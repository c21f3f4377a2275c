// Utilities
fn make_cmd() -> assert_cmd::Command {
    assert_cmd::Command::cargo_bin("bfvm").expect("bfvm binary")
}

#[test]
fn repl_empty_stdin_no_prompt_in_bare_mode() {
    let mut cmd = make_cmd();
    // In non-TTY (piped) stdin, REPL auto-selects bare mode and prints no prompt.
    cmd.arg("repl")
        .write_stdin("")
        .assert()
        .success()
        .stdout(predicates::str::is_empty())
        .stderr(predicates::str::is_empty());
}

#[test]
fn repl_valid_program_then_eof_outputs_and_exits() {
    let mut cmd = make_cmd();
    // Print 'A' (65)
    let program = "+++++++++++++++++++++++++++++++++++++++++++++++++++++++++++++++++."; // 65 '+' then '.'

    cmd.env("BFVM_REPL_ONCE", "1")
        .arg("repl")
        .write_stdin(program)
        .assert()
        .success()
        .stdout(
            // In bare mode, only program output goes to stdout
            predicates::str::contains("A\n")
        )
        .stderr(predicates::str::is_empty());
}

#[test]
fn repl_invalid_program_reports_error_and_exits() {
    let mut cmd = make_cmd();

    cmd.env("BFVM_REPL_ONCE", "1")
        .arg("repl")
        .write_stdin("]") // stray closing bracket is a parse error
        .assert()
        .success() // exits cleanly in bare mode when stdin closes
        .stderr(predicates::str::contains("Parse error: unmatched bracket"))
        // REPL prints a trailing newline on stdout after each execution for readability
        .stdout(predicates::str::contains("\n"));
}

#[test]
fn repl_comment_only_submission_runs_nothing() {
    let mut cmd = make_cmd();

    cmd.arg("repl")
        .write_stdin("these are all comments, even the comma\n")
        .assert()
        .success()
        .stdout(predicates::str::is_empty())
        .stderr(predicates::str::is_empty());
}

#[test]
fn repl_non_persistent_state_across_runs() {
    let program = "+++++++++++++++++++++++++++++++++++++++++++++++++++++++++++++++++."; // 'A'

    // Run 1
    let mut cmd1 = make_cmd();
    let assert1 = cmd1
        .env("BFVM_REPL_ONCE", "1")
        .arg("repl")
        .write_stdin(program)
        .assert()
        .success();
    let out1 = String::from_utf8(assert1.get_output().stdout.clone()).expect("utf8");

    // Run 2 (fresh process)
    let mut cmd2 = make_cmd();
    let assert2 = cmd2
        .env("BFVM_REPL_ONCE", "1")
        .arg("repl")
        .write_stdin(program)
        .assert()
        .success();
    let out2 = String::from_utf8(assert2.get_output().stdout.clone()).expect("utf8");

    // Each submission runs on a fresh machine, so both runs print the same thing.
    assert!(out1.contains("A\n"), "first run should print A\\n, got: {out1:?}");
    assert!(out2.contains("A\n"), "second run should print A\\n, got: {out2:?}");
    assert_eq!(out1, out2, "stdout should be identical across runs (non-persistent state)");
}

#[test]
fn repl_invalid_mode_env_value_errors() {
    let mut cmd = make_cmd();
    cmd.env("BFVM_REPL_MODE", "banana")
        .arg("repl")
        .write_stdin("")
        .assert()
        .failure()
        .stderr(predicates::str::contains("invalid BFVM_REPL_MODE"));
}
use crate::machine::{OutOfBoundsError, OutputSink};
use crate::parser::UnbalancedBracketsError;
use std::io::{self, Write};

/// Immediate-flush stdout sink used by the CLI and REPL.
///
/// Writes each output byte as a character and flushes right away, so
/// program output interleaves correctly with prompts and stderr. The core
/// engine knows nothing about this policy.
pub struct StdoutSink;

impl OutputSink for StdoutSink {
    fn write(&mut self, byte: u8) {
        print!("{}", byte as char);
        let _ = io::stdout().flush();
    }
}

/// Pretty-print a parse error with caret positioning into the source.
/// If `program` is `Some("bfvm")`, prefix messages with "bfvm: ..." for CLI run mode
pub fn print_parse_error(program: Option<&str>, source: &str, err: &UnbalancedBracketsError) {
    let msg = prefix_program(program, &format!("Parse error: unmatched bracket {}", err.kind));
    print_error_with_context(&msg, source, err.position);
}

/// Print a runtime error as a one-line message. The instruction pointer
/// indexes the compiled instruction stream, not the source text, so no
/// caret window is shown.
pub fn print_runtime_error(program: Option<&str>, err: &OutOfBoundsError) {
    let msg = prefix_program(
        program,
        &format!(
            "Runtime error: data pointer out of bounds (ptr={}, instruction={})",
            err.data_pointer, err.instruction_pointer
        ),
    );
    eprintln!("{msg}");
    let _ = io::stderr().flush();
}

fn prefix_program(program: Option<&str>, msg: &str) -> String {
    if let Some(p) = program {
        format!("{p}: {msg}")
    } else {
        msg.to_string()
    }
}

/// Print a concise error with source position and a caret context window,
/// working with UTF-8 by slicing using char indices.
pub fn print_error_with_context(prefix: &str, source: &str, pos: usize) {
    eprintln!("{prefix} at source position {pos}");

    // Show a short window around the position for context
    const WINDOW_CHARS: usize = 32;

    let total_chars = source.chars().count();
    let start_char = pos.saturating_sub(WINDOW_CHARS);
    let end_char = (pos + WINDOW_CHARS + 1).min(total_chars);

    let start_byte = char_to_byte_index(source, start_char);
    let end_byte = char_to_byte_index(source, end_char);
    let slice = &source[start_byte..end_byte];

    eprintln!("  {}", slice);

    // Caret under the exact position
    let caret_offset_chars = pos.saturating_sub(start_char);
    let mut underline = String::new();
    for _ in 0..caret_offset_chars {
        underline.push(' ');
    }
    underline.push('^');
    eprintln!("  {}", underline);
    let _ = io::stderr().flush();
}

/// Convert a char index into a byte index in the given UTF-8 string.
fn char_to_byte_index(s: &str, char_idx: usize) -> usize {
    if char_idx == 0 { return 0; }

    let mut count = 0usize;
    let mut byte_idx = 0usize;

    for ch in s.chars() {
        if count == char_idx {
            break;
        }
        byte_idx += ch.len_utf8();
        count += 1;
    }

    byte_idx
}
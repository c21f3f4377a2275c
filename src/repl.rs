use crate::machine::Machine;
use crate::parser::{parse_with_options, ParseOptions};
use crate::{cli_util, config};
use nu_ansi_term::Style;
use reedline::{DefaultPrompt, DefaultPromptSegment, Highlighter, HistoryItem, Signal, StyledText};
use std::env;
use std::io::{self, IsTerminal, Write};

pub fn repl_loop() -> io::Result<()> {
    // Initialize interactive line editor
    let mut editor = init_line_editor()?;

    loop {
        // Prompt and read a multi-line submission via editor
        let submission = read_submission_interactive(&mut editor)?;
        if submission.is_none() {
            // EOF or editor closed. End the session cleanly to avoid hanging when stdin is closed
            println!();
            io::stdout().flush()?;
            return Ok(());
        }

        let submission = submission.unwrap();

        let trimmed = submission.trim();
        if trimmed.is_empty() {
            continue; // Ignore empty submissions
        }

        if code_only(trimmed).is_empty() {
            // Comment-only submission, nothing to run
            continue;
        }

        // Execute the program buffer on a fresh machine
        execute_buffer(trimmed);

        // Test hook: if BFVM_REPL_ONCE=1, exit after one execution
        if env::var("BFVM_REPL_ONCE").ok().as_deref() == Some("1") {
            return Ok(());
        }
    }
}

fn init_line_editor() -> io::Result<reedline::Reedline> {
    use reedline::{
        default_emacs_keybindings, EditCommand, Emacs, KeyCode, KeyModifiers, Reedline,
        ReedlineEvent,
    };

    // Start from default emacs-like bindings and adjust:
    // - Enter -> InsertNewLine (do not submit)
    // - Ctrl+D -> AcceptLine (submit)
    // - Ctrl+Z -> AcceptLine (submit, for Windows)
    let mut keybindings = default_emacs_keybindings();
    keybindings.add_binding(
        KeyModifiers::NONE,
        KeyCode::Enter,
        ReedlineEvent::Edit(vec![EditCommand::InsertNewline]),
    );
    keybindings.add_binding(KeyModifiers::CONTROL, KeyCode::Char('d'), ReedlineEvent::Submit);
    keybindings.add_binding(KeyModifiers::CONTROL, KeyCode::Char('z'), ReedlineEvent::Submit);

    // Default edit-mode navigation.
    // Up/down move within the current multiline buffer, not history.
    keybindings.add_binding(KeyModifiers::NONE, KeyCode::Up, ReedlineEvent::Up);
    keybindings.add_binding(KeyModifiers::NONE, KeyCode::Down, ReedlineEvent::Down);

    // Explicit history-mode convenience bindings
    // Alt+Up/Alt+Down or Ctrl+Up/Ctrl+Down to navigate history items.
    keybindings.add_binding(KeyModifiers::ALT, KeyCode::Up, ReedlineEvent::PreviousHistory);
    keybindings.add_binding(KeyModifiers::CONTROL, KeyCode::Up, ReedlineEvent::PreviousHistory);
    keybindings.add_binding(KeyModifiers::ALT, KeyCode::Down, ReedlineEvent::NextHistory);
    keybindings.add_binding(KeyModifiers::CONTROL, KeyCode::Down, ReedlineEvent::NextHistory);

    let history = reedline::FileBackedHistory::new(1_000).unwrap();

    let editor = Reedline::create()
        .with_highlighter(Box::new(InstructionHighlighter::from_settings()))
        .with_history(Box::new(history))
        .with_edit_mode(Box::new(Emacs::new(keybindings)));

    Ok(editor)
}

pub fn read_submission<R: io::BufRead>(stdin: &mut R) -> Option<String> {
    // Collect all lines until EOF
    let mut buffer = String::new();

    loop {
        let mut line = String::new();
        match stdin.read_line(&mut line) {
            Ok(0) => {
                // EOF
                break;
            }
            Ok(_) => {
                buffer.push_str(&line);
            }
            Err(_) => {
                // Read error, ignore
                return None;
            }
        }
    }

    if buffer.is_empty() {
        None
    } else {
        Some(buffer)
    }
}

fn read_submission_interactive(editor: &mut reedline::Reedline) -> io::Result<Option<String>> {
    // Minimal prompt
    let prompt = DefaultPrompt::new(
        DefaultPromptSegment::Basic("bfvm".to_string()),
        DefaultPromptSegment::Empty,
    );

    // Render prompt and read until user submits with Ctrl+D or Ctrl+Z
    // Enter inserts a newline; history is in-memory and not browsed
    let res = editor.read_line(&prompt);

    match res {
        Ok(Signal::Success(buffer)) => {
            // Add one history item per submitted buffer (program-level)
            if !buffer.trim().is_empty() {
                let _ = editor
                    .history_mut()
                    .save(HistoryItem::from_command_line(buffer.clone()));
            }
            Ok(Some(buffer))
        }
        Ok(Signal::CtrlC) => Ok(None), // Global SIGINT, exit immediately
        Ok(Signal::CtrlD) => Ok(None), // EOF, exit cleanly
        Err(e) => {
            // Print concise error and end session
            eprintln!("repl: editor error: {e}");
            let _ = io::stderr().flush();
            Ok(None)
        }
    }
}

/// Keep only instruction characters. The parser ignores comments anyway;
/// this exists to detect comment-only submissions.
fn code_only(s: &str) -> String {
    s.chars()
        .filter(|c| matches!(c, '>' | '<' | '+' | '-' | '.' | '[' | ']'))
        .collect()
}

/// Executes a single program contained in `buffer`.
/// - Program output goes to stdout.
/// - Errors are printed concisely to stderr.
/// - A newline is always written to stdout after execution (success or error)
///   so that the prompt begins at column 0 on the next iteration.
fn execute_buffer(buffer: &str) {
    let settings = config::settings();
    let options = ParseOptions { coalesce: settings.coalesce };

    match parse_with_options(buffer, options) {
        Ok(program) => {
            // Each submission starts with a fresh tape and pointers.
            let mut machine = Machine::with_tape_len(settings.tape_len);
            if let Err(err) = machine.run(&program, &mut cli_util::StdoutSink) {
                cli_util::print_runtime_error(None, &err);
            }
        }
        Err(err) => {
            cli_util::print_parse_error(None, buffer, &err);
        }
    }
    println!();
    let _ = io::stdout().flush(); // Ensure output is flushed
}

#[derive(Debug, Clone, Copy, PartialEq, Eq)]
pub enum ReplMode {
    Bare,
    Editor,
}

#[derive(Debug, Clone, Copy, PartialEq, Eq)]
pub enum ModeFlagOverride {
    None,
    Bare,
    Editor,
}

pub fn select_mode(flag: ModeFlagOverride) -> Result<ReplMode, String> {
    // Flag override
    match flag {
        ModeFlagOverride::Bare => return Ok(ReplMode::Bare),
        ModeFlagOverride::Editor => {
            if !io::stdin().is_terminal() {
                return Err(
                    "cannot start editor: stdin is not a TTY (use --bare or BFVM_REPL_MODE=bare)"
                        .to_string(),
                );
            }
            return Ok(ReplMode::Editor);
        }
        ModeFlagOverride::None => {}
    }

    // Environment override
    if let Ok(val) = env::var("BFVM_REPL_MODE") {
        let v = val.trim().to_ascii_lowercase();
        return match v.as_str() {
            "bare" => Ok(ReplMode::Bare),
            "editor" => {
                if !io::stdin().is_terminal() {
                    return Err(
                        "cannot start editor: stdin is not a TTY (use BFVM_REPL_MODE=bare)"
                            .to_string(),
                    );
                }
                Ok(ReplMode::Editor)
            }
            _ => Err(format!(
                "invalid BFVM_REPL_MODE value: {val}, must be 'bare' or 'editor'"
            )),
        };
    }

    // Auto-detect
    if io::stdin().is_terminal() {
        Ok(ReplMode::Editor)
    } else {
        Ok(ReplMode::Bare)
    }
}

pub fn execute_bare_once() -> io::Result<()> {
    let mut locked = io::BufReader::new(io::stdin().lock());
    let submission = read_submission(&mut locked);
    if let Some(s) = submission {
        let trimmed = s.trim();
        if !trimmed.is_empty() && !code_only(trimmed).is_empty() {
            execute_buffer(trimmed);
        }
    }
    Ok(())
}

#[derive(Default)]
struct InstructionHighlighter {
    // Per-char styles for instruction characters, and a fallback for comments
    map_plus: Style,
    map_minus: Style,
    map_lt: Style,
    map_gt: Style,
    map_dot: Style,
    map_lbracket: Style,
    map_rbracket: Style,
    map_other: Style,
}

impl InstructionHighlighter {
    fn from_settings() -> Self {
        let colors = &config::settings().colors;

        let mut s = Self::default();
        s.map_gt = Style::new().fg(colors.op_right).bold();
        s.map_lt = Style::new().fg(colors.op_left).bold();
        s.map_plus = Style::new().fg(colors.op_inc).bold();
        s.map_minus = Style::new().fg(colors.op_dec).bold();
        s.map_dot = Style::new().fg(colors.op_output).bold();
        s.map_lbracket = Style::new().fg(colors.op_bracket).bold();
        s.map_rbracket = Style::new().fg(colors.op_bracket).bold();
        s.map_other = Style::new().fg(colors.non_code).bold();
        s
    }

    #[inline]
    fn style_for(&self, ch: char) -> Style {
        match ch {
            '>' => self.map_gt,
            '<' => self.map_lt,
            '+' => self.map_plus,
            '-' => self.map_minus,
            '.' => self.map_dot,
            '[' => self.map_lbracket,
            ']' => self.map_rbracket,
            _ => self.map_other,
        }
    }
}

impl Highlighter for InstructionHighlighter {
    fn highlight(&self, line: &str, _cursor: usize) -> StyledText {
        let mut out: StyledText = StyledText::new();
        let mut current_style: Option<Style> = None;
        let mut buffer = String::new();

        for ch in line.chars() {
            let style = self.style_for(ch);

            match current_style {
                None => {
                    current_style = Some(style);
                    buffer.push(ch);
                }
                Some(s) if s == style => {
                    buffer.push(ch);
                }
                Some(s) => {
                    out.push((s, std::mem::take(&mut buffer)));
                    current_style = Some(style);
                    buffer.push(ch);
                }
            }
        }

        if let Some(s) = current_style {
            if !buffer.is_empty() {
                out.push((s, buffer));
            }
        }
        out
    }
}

● ● ● ● ●

**Problem description**
Taking the lines above, repeat exactly those from the line that contains "underline.push('^');" through the line that contains "let mut editor = init_line_editor()?;", and both of those lines as well. Include nothing else.

**Response to this task**
    underline.push('^');
    eprintln!("  {}", underline);
    let _ = io::stderr().flush();
}

/// Convert a char index into a byte index in the given UTF-8 string.
fn char_to_byte_index(s: &str, char_idx: usize) -> usize {
    if char_idx == 0 { return 0; }

    let mut count = 0usize;
    let mut byte_idx = 0usize;

    for ch in s.chars() {
        if count == char_idx {
            break;
        }
        byte_idx += ch.len_utf8();
        count += 1;
    }

    byte_idx
}
repository c21f3f4377a2275c
filename src/repl.rs
use crate::machine::Machine;
use crate::parser::{parse_with_options, ParseOptions};
use crate::{cli_util, config};
use nu_ansi_term::Style;
use reedline::{DefaultPrompt, DefaultPromptSegment, Highlighter, HistoryItem, Signal, StyledText};
use std::env;
use std::io::{self, IsTerminal, Write};

pub fn repl_loop() -> io::Result<()> {
    // Initialize interactive line editor
    let mut editor = init_line_editor()?;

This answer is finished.